Not in the labor Code, but in Case Law

Interestingly, the Labor Code does not mention another employment arrangement – contractual or fixed term employment (or employment for a term) – which, if not for the fixed term, should fall under the category of regular employment in view of the nature of the employee’s engagement, which is to perform an activity usually necessary or desirable in the employer’s business. (Universal Robina Sugar Milling Corporation v. Acibo, G.R. No. 186439, 15 January 2019, Per Brion, J.)

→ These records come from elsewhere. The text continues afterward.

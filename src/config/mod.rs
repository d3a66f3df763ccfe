//! Configuration management for the crosstab engine.
//!
//! Provides hierarchical configuration loading and validation with:
//! - Default values as code base
//! - Configuration file support
//! - Environment variable overrides
//! - Component-wise validation
//!
//! Runtime tunables coming from the rule-definition sheet (refresh cadence,
//! rate limits, ...) are layered on top of these values by the poll loop; see
//! [`crate::SheetSettings`].
mod cache;
mod completion;
mod dispatch;
mod monitoring;
mod poll;
mod rate_limit;
mod retry;
mod source;
pub use cache::*;
pub use completion::*;
pub use dispatch::*;
pub use monitoring::*;
pub use poll::*;
pub use rate_limit::*;
pub use retry::*;
pub use source::*;


use std::env;
use std::fmt::Debug;

use config::Config;
use config::Environment;
use config::File;
use serde::Deserialize;
use serde::Serialize;

use crate::Result;

pub(crate) const ENV_PREFIX: &str = "CROSSTAB";

/// Main configuration container for the engine components
///
/// Combines all subsystem configurations with hierarchical override support:
/// 1. Default values from code implementation
/// 2. Configuration file specified by `CONFIG_PATH`
/// 3. Environment variables with `CROSSTAB__` prefix (highest priority)
#[derive(Serialize, Deserialize, Clone, Default)]
pub struct CrosstabConfig {
    /// Spreadsheet API endpoint and addressing
    #[serde(default)]
    pub source: SourceConfig,
    /// Completion API endpoint and model
    #[serde(default)]
    pub completion: CompletionConfig,
    /// Baseline cache storage
    #[serde(default)]
    pub cache: CacheConfig,
    /// Worker pool sizes
    #[serde(default)]
    pub dispatch: DispatchConfig,
    /// Token bucket settings per external dependency
    #[serde(default)]
    pub rate_limit: RateLimitConfig,
    /// Poll loop cadence
    #[serde(default)]
    pub poll: PollConfig,
    /// Retry policies for write-back
    #[serde(default)]
    pub retry: RetryPolicies,
    /// Logging and metrics
    #[serde(default)]
    pub monitoring: MonitoringConfig,
}

impl Debug for CrosstabConfig {
    fn fmt(
        &self,
        f: &mut std::fmt::Formatter<'_>,
    ) -> std::fmt::Result {
        // source/completion carry credentials and have their own redacting Debug
        f.debug_struct("CrosstabConfig")
            .field("source", &self.source)
            .field("completion", &self.completion)
            .field("dispatch", &self.dispatch)
            .field("rate_limit", &self.rate_limit)
            .field("poll", &self.poll)
            .finish()
    }
}

impl CrosstabConfig {
    /// Loads configuration from hierarchical sources without validation.
    ///
    /// Configuration sources are merged in the following order (later sources override earlier):
    /// 1. Type defaults (lowest priority)
    /// 2. Configuration file from `CONFIG_PATH` environment variable (if set)
    /// 3. Environment variables with `CROSSTAB__` prefix (highest priority)
    ///
    /// Callers MUST call `validate()` before using the configuration.
    pub fn new() -> Result<Self> {
        let mut builder = Config::builder().add_source(Config::try_from(&Self::default())?);

        if let Ok(config_path) = env::var("CONFIG_PATH") {
            builder = builder.add_source(File::with_name(&config_path).required(true));
        }

        builder = builder.add_source(env_source());

        let config: Self = builder.build()?.try_deserialize()?;
        Ok(config)
    }

    /// Applies additional configuration overrides from file without validation.
    ///
    /// Merging order (later sources override earlier):
    /// 1. Current configuration values
    /// 2. New configuration file
    /// 3. Latest environment variables (highest priority)
    pub fn with_override_config(
        &self,
        path: &str,
    ) -> Result<Self> {
        let config: Self = Config::builder()
            .add_source(Config::try_from(self)?)
            .add_source(File::with_name(path))
            .add_source(env_source())
            .build()?
            .try_deserialize()?;
        Ok(config)
    }

    /// Validates configuration and returns validated instance.
    pub fn validate(self) -> Result<Self> {
        self.source.validate()?;
        self.completion.validate()?;
        self.cache.validate()?;
        self.dispatch.validate()?;
        self.rate_limit.validate()?;
        self.poll.validate()?;
        self.retry.validate()?;
        self.monitoring.validate()?;
        Ok(self)
    }
}

fn env_source() -> Environment {
    Environment::with_prefix(ENV_PREFIX)
        .separator("__")
        .ignore_empty(true)
        .try_parsing(true)
}

/// Shorthand used by every sub-config validator
pub(crate) fn invalid(msg: impl Into<String>) -> crate::Error {
    crate::Error::Config(config::ConfigError::Message(msg.into()))
}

In Brent School, Inc. v. Zamora, the Court, for the first time, recognized and resolved the anomaly created by a narrow and literal interpretation of Article 280 of the Labor Code that appears to restrict the employee’s right to freely stipulate with his employer on the duration of his engagement. In this case, the Court upheld the validity of the fixed-term employment agreed upon by the employer, Brent School, Inc., and the employee, Dorotio Alegre, declaring that the restrictive clause in Article 280 ‘should be construed to refer to the substantive evil that the Code itself… singled out: agreements entered into precisely to circumvent security of tenure. It should have no application to instances where (the) fixed period of employment was agreed upon knowingly and voluntarily by the parties… absent any… circumstances vitiating (the employee’s) consent, or where (the facts satisfactorily show) that the employer and (the) employee dealt with each other on more or less equal terms(.)’ The indispensability or desirability of the activity performed by the employee will not preclude the parties from entering into an otherwise valid fixed term employment agreement; a definite period of employment does not essentially contradict the nature of the employees duties’ as necessary and desirable to the usual business or trade of the employer. (Universal Robina Sugar Milling Corporation v. Acibo [2019], supra.)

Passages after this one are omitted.